By contrast, the last place one would expect to see intolerance and the inability to recognize the peaceful existence of alternative ideas ought to be a modern university. A college or university ought to be an intellectual free-fire zone. While all ideas may not be universally accepted and certainly do not all have the same merit, they all have the right to be expressed and examined in the crucible of thoughtful debate. Furthermore, one would expect that the administration of any university would be particularly careful to insure that the ethos of open inquiry is maintained, free of intimidation. Lately it appears that at some universities an environment of intimidation prevails for ideas that are not in current favor. One such place is California Polytechnic State University.
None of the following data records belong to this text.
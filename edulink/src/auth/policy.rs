//! Authorization checks layered after the auth gate.
//!
//! Two rules cover every protected operation:
//!
//! - [`authorize`]: the role guard, a pure membership test of the caller's
//!   role against an explicit allow-set. There is no role hierarchy; an
//!   allow-set that intends to admit admins must name `Role::Admin`.
//! - [`authorize_owner`]: the ownership policy, which passes when the caller
//!   created the resource or holds one of the override roles. Evaluated
//!   after the resource is loaded, because it needs the stored creator.

use crate::api::models::users::{CurrentUser, Role};
use crate::errors::{Error, Result};
use crate::types::{Operation, UserId};

/// Pass iff the caller's role is in the allow-set.
pub fn authorize(user: &CurrentUser, allowed: &[Role], action: Operation, resource: &str) -> Result<()> {
    if allowed.contains(&user.role) {
        Ok(())
    } else {
        Err(Error::InsufficientPermissions {
            action,
            resource: resource.to_string(),
        })
    }
}

/// Pass iff the caller created the resource, or holds an override role.
pub fn authorize_owner(
    user: &CurrentUser,
    creator: UserId,
    override_roles: &[Role],
    action: Operation,
    resource: &str,
) -> Result<()> {
    if user.id == creator || override_roles.contains(&user.role) {
        Ok(())
    } else {
        Err(Error::InsufficientPermissions {
            action,
            resource: resource.to_string(),
        })
    }
}
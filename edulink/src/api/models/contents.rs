//! API request/response models for content items.

use crate::db::models::contents::ContentDBResponse;
use crate::types::{ContentId, UserId};
use chrono::{DateTime, Utc};
use serde::{Deserialize, Serialize};
use std::fmt;
use std::str::FromStr;
use utoipa::{IntoParams, ToSchema};

/// Content classification. Closed enumeration mirroring what the media
/// pipeline can serve.
#[derive(Debug, Clone, Copy, Serialize, Deserialize, sqlx::Type, PartialEq, Eq, ToSchema)]
#[sqlx(rename_all = "lowercase")]
#[serde(rename_all = "lowercase")]
pub enum ContentKind {
    Video,
    Document,
    Audio,
    Other,
}

impl fmt::Display for ContentKind {
    fn fmt(&self, f: &mut fmt::Formatter<'_>) -> fmt::Result {
        let s = match self {
            ContentKind::Video => "video",
            ContentKind::Document => "document",
            ContentKind::Audio => "audio",
            ContentKind::Other => "other",
        };
        f.write_str(s)
    }
}

impl FromStr for ContentKind {
    type Err = String;

    fn from_str(s: &str) -> Result<Self, Self::Err> {
        match s.to_ascii_lowercase().as_str() {
            "video" => Ok(ContentKind::Video),
            "document" => Ok(ContentKind::Document),
            "audio" => Ok(ContentKind::Audio),
            "other" => Ok(ContentKind::Other),
            other => Err(format!("unknown content kind: {other}")),
        }
    }
}

/// Sort key for content listings.
#[derive(Debug, Clone, Copy, Default, Serialize, Deserialize, PartialEq, Eq, ToSchema)]
#[serde(rename_all = "snake_case")]
pub enum ContentSortBy {
    #[default]
    CreatedAt,
    Title,
    Duration,
}

impl ContentSortBy {
    /// The column this key sorts on. Fixed strings, never user input.
    pub fn column(&self) -> &'static str {
        match self {
            ContentSortBy::CreatedAt => "created_at",
            ContentSortBy::Title => "title",
            ContentSortBy::Duration => "duration",
        }
    }
}

/// Sort direction.
#[derive(Debug, Clone, Copy, Default, Serialize, Deserialize, PartialEq, Eq, ToSchema)]
#[serde(rename_all = "lowercase")]
pub enum SortOrder {
    Asc,
    #[default]
    Desc,
}

impl SortOrder {
    pub fn keyword(&self) -> &'static str {
        match self {
            SortOrder::Asc => "ASC",
            SortOrder::Desc => "DESC",
        }
    }
}

/// Query parameters for listing content. Pagination is extracted
/// separately (see [`super::pagination::Pagination`]).
#[derive(Debug, Default, Deserialize, IntoParams)]
pub struct ListContentsQuery {
    /// Filter by content kind
    pub kind: Option<ContentKind>,
    /// Case-insensitive substring match on the title
    pub title: Option<String>,
    /// Filter by the creator's user ID
    #[param(value_type = String, format = "uuid")]
    pub uploaded_by: Option<UserId>,
    /// Only content created at or after this instant (RFC 3339)
    pub from: Option<DateTime<Utc>>,
    /// Only content created at or before this instant (RFC 3339)
    pub to: Option<DateTime<Utc>>,
    /// Sort key (default: created_at)
    #[serde(default)]
    pub sort_by: ContentSortBy,
    /// Sort direction (default: desc)
    #[serde(default)]
    pub order: SortOrder,
}

/// Content response model
#[derive(Debug, Clone, Serialize, Deserialize, ToSchema)]
pub struct ContentResponse {
    #[schema(value_type = String, format = "uuid")]
    pub id: ContentId,
    pub title: String,
    pub description: Option<String>,
    pub kind: ContentKind,
    pub file_url: String,
    /// Duration in seconds, 0 when unknown
    pub duration: i64,
    pub tags: Vec<String>,
    #[schema(value_type = String, format = "uuid")]
    pub uploaded_by: UserId,
    pub created_at: DateTime<Utc>,
    pub updated_at: DateTime<Utc>,
}

impl From<ContentDBResponse> for ContentResponse {
    fn from(db: ContentDBResponse) -> Self {
        Self {
            id: db.id,
            title: db.title,
            description: db.description,
            kind: db.kind,
            file_url: db.file_url,
            duration: db.duration,
            tags: db.tags,
            uploaded_by: db.instructor_id,
            created_at: db.created_at,
            updated_at: db.updated_at,
        }
    }
}

/// Pagination metadata returned with content listings
#[derive(Debug, Clone, Serialize, Deserialize, ToSchema)]
pub struct ListMetadata {
    pub total: i64,
    pub page: i64,
    pub limit: i64,
    pub total_pages: i64,
}

/// Paginated content listing
#[derive(Debug, Clone, Serialize, Deserialize, ToSchema)]
pub struct ContentListResponse {
    pub metadata: ListMetadata,
    pub content: Vec<ContentResponse>,
}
According to the Foundation for Individual Rights in Education (FIRE), on November 12, 2002, Steve Hinkle, a member of the Cal Poly College Republicans (CPCP) was going around campus posting fliers inviting students and faculty to a speech by the author of It's OK to Leave the Plantation, by Mason Weaver. Mr. Weaver is a black man whose thesis is that the reliance of black Americans on government programs creates a dependency broadly analogous to slavery. Mr. Weaver's speech was an officially sponsored campus activity.

Apparently, Hinkle committed the unforgivable sin of attempting to post a flier on a public bulletin board in an open student lounge in the Cal Poly Multicultural Center. Other students objected to the posting finding the flier (the flier listed the name of the speaker, the title of his book and the time and location of the speech) offensive. Intimidated, Hinkle left without posting the flier. This did not stop students from calling the campus police about ``a suspicious white male passing out literature of an offensive racial nature.'' The police arrived, but by that time Hinkle had left.